My mother was diagnosed with vascular dementia in 2010. This is a blog about coming to terms with her absent mind.

Tuesday, 13 December 2011

Recurring themes

 A current obsession is 'I'm going now'. It goes like this:

Right are you ready?

Where are you going?

I'm not sure. Up the road and then along.

I need to do this first Ma.

Oh right well I'm going now. (picks up coat/blanket/cushion. Goes to front door and tries to open it several times)

This isn't working. (returns to living room, puts coat/blanket/cushion down)

** three minutes later **

Right... are you ready...?


Today we have had a recurring little boy. No idea who he is but she seems to like him. Read the following in any order and repeat at regular intervals:

Isn't he a lovely little boy?

I must find that boy some chocolate/a present.

Where did he go?

Hello??!? Are you upstairs??

He'll need this coat.


She's still very restless and cannot settle for more than a minute or two. I dumped a pile of napkins in front of her to fold earlier (as someone suggested) but she just stirs them up a bit then walks away. The button box was even less successful. And Mavis and Vic can't keep her interest for much more than 15 minutes any longer without a real struggle.

She likes going out less and less - despite trying to open the front door every few minutes.
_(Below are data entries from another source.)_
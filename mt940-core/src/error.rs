use crate::model::Currency;
use crate::tags::TagKind;
use rust_decimal::Decimal;
use thiserror::Error;

/// Ошибки проверки группы тегов.
///
/// Проверка останавливается на первом нарушении, поэтому ошибка всегда одна.
/// `group` - номер группы в сообщении (с единицы).
#[derive(Debug, Clone, PartialEq, Eq, Error)]
pub enum ValidationError {
    /// в группе нет обязательного тега
    #[error("mandatory tag {kind} is missing in group {group}")]
    MissingMandatoryTag { kind: TagKind, group: usize },

    /// балансы группы в разных валютах
    #[error("currency markers differ [{}] in group {group}", join_currencies(.currencies))]
    CurrencyMismatch {
        currencies: Vec<Currency>,
        group: usize,
    },

    /// сумма проводок не сходится с разницей закрывающего и открывающего балансов
    #[error("sum of lines ({sum_lines}) != turnover ({turnover}) in group {group}")]
    TurnoverMismatch {
        sum_lines: Decimal,
        turnover: Decimal,
        group: usize,
    },
}

fn join_currencies(currencies: &[Currency]) -> String {
    currencies
        .iter()
        .map(Currency::code)
        .collect::<Vec<_>>()
        .join(", ")
}

/// Ошибка сборки выписки: после обхода не хватает обязательного поля.
///
/// На проверенной группе не возникает.
#[derive(Debug, Clone, PartialEq, Eq, Error)]
pub enum BuildError {
    #[error("statement is incomplete: no {0}")]
    Incomplete(&'static str),
}

/// Общая ошибка библиотеки
#[derive(Debug, Error)]
pub enum Mt940Error {
    #[error(transparent)]
    Validation(#[from] ValidationError),

    #[error(transparent)]
    Build(#[from] BuildError),

    /// код валюты не из трёх латинских букв
    #[error("invalid currency: '{0}'")]
    InvalidCurrency(String),

    #[error("0 statement groups detected")]
    NoStatements,
}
It's odd actually. She is growing to really dislike going for a walk or into town but give her the opportunity to slope off in her socks without a coat and she'd be off in a flash.

I've taken the view that as long as she isn't distressed it's fine for her to keep rattling the door and pacing in and out, after all everything else I've tried to engage or distract her hasn't been terribly successful. And for the sake of my sanity I let her rattle on now and don't try to answer or make sense of everything she says. That way madness truly lies.


This morning I discovered the futility of trying to get ahead and wrapping the Christmas presents early. More wrapping paper and selotape on the shopping list then.

Make that like living with a five foot tall, 81 year old toddler labrador puppy cross.